Shwachman-Diamond Syndrome (SDS), first described in 1964, is an inherited (autosomal recessive) marrow failure disorder that affects multiple organ systems. SDS can affect multiple additional organ systems. In SDS, the bone marrow (the factory that makes your blood), does not function well. The following conditions may occur:
- Neutropenia: The bone marrow fails to produce an adequate number of neutrophils. Neutrophils, a type of white blood cells, fight infections, particularly those caused by bacteria or fungus. The medical term for low numbers of neutrophils is “neutropenia”. Neutropenia is associated with an increased risk of infections.
- Anemia: The numbers of red blood cells or platelets may also be low. “Anemia” refers to low numbers of red blood cells. Red blood cells carry oxygen to the body. Symptoms of anemia include excessive fatigue, lightheadedness, shortness of breath, and pallor. Infants with anemia may have difficulty feeding and lack energy.
- Thrombocytopenia: “Thrombocytopenia” refers to low numbers of platelets.

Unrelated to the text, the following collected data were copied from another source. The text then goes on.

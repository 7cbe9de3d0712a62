//! Typed attribute input for create and update.
//!
//! Request attributes arrive as an untyped JSON object. Only allow-listed,
//! writable attributes are read; anything else is ignored. Violations are
//! collected rather than short-circuited so a client sees every problem at
//! once.

use serde_json::Value;
use sha2::{Digest, Sha256};

use super::entity::{Attributes, Entity, Role};
use super::error::FieldViolation;
use super::resource::ResourceType;

/// SHA-256 hex digest used for stored passwords and access tokens.
pub fn sha256_hex(plain: &str) -> String {
    hex::encode(Sha256::digest(plain.as_bytes()))
}

#[derive(Debug, Clone, PartialEq, Eq)]
pub struct AuthorDraft {
    pub name: String,
}

#[derive(Debug, Clone, PartialEq, Eq)]
pub struct BookDraft {
    pub title: String,
    pub description: String,
    pub publication_year: String,
}

#[derive(Debug, Clone, PartialEq, Eq)]
pub struct CommentDraft {
    pub message: String,
}

#[derive(Debug, Clone, PartialEq, Eq)]
pub struct UserDraft {
    pub name: String,
    pub email: String,
    pub password_digest: String,
    pub role: Role,
}

/// Attributes for a record that does not exist yet.
#[derive(Debug, Clone, PartialEq, Eq)]
pub enum EntityDraft {
    Author(AuthorDraft),
    Book(BookDraft),
    Comment(CommentDraft),
    User(UserDraft),
}

#[derive(Debug, Clone, Default, PartialEq, Eq)]
pub struct AuthorPatch {
    pub name: Option<String>,
}

#[derive(Debug, Clone, Default, PartialEq, Eq)]
pub struct BookPatch {
    pub title: Option<String>,
    pub description: Option<String>,
    pub publication_year: Option<String>,
}

#[derive(Debug, Clone, Default, PartialEq, Eq)]
pub struct CommentPatch {
    pub message: Option<String>,
}

#[derive(Debug, Clone, Default, PartialEq, Eq)]
pub struct UserPatch {
    pub name: Option<String>,
    pub email: Option<String>,
    pub password_digest: Option<String>,
    pub role: Option<Role>,
}

/// Partial attribute update; `None` leaves a column untouched.
#[derive(Debug, Clone, PartialEq, Eq)]
pub enum EntityPatch {
    Author(AuthorPatch),
    Book(BookPatch),
    Comment(CommentPatch),
    User(UserPatch),
}

struct AttributeReader<'a> {
    attributes: &'a Attributes,
    violations: Vec<FieldViolation>,
}

impl<'a> AttributeReader<'a> {
    fn new(attributes: &'a Attributes) -> Self {
        Self {
            attributes,
            violations: Vec::new(),
        }
    }

    fn violate(&mut self, field: &str, message: String) {
        self.violations
            .push(FieldViolation::new(format!("/data/attributes/{field}"), message));
    }

    fn required(&mut self, field: &str) -> String {
        match self.attributes.get(field) {
            Some(Value::String(value)) if !value.trim().is_empty() => value.clone(),
            None | Some(Value::Null) | Some(Value::String(_)) => {
                self.violate(
                    field,
                    format!("The data.attributes.{field} field is required."),
                );
                String::new()
            }
            Some(_) => {
                self.not_a_string(field);
                String::new()
            }
        }
    }

    fn optional(&mut self, field: &str) -> Option<String> {
        match self.attributes.get(field) {
            None => None,
            Some(Value::String(value)) => Some(value.clone()),
            Some(_) => {
                self.not_a_string(field);
                None
            }
        }
    }

    fn not_a_string(&mut self, field: &str) {
        self.violate(field, format!("The data.attributes.{field} must be a string."));
    }

    fn email(&mut self, value: Option<String>) -> Option<String> {
        match value {
            Some(email) if !email.is_empty() && !email.contains('@') => {
                self.violate(
                    "email",
                    "The data.attributes.email must be a valid email address.".to_owned(),
                );
                None
            }
            other => other,
        }
    }

    fn role(&mut self, value: Option<String>) -> Option<Role> {
        let raw = value?;
        match raw.parse::<Role>() {
            Ok(role) => Some(role),
            Err(_) => {
                self.violate(
                    "role",
                    "The selected data.attributes.role is invalid.".to_owned(),
                );
                None
            }
        }
    }

    fn finish<T>(self, value: T) -> Result<T, Vec<FieldViolation>> {
        if self.violations.is_empty() {
            Ok(value)
        } else {
            Err(self.violations)
        }
    }
}

impl EntityDraft {
    /// Validate and read create attributes for `resource_type`.
    ///
    /// # Errors
    ///
    /// Returns every violated rule, each pointing at its attribute.
    pub fn from_attributes(
        resource_type: ResourceType,
        attributes: &Attributes,
    ) -> Result<Self, Vec<FieldViolation>> {
        let mut reader = AttributeReader::new(attributes);
        let draft = match resource_type {
            ResourceType::Authors => Self::Author(AuthorDraft {
                name: reader.required("name"),
            }),
            ResourceType::Books => Self::Book(BookDraft {
                title: reader.required("title"),
                description: reader.required("description"),
                publication_year: reader.required("publication_year"),
            }),
            ResourceType::Comments => Self::Comment(CommentDraft {
                message: reader.required("message"),
            }),
            ResourceType::Users => {
                let name = reader.required("name");
                let email = reader.required("email");
                let email = reader.email(Some(email)).unwrap_or_default();
                let password = reader.required("password");
                let role = reader.optional("role");
                let role = reader.role(role).unwrap_or_default();
                Self::User(UserDraft {
                    name,
                    email,
                    password_digest: sha256_hex(&password),
                    role,
                })
            }
        };
        reader.finish(draft)
    }

    /// Type of the record to create.
    pub const fn resource_type(&self) -> ResourceType {
        match self {
            Self::Author(_) => ResourceType::Authors,
            Self::Book(_) => ResourceType::Books,
            Self::Comment(_) => ResourceType::Comments,
            Self::User(_) => ResourceType::Users,
        }
    }
}

impl EntityPatch {
    /// Validate and read update attributes for `resource_type`.
    ///
    /// # Errors
    ///
    /// Returns every violated rule, each pointing at its attribute.
    pub fn from_attributes(
        resource_type: ResourceType,
        attributes: &Attributes,
    ) -> Result<Self, Vec<FieldViolation>> {
        let mut reader = AttributeReader::new(attributes);
        let patch = match resource_type {
            ResourceType::Authors => Self::Author(AuthorPatch {
                name: reader.optional("name"),
            }),
            ResourceType::Books => Self::Book(BookPatch {
                title: reader.optional("title"),
                description: reader.optional("description"),
                publication_year: reader.optional("publication_year"),
            }),
            ResourceType::Comments => Self::Comment(CommentPatch {
                message: reader.optional("message"),
            }),
            ResourceType::Users => {
                let name = reader.optional("name");
                let email = reader.optional("email");
                let email = reader.email(email);
                let password = reader.optional("password");
                let role = reader.optional("role");
                Self::User(UserPatch {
                    name,
                    email,
                    password_digest: password.as_deref().map(sha256_hex),
                    role: reader.role(role),
                })
            }
        };
        reader.finish(patch)
    }

    /// A patch that changes no attribute of `resource_type`.
    pub fn unchanged(resource_type: ResourceType) -> Self {
        match resource_type {
            ResourceType::Authors => Self::Author(AuthorPatch::default()),
            ResourceType::Books => Self::Book(BookPatch::default()),
            ResourceType::Comments => Self::Comment(CommentPatch::default()),
            ResourceType::Users => Self::User(UserPatch::default()),
        }
    }

    /// Whether applying the patch would change nothing.
    pub fn is_empty(&self) -> bool {
        match self {
            Self::Author(patch) => patch.name.is_none(),
            Self::Book(patch) => {
                patch.title.is_none()
                    && patch.description.is_none()
                    && patch.publication_year.is_none()
            }
            Self::Comment(patch) => patch.message.is_none(),
            Self::User(patch) => {
                patch.name.is_none()
                    && patch.email.is_none()
                    && patch.password_digest.is_none()
                    && patch.role.is_none()
            }
        }
    }

    /// Apply to a record of the same kind. Returns `false`, leaving the
    /// record untouched, when the kinds differ.
    pub fn apply_to(&self, entity: &mut Entity) -> bool {
        fn set<T: Clone>(slot: &mut T, value: Option<&T>) {
            if let Some(value) = value {
                slot.clone_from(value);
            }
        }

        match (self, entity) {
            (Self::Author(patch), Entity::Author(author)) => {
                set(&mut author.name, patch.name.as_ref());
            }
            (Self::Book(patch), Entity::Book(book)) => {
                set(&mut book.title, patch.title.as_ref());
                set(&mut book.description, patch.description.as_ref());
                set(&mut book.publication_year, patch.publication_year.as_ref());
            }
            (Self::Comment(patch), Entity::Comment(comment)) => {
                set(&mut comment.message, patch.message.as_ref());
            }
            (Self::User(patch), Entity::User(user)) => {
                set(&mut user.name, patch.name.as_ref());
                set(&mut user.email, patch.email.as_ref());
                set(&mut user.password_digest, patch.password_digest.as_ref());
                set(&mut user.role, patch.role.as_ref());
            }
            _ => return false,
        }
        true
    }
}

Platelets help the blood to clot. When platelet counts are low, there is an increased risk of bruising or bleeding.
- Aplastic Anemia: Severe bone marrow failure causing very low blood counts is called “aplastic anemia”.
- Risk of Leukemia: SDS is also associated with an increased risk of leukemia, typically acute myelogenous leukemia (AML).
Some patients have many medical issues and some patients may initially appear to be mildly affected. SDS can be characterized by a number of medical complications involving different organs/systems including:
- Pancreas (an inability of the pancreas to produce enzymes essential to digest food, specifically fats). Symptoms may include:
- Frequent watery or greasy stools
- Slow growth
- Specific vitamin deficiencies (vitamin A, vitamin D, vitamin E, and vitamin K)
Regular monitoring of the blood counts and bone marrow by a medical team experienced with SDS is recommended. Treatments are most effective when initiated early in the course of the disease. Bone marrow transplant can cure the hematologic complications but patients with SDS require specialized transplant regimens. Consultation with medical specialists experienced in the treatment of patients with SDS is recommended.
Most patients with SDS have a malfunction of a gene called Shwachman-Bodian-Diamond Syndrome (SBDS). The SBDS gene plays an important role in making ribosomes, which are responsible for producing cellular proteins. The SBDS gene may also have additional cellular functions that are not yet fully understood. Some patients have the clinical features of SDS but lack an identified genetic cause for their symptoms. The Registry is also studying patients with undefined illnesses sharing clinical similarities with SDS (frequently referred to as “SDS-Like” disorders).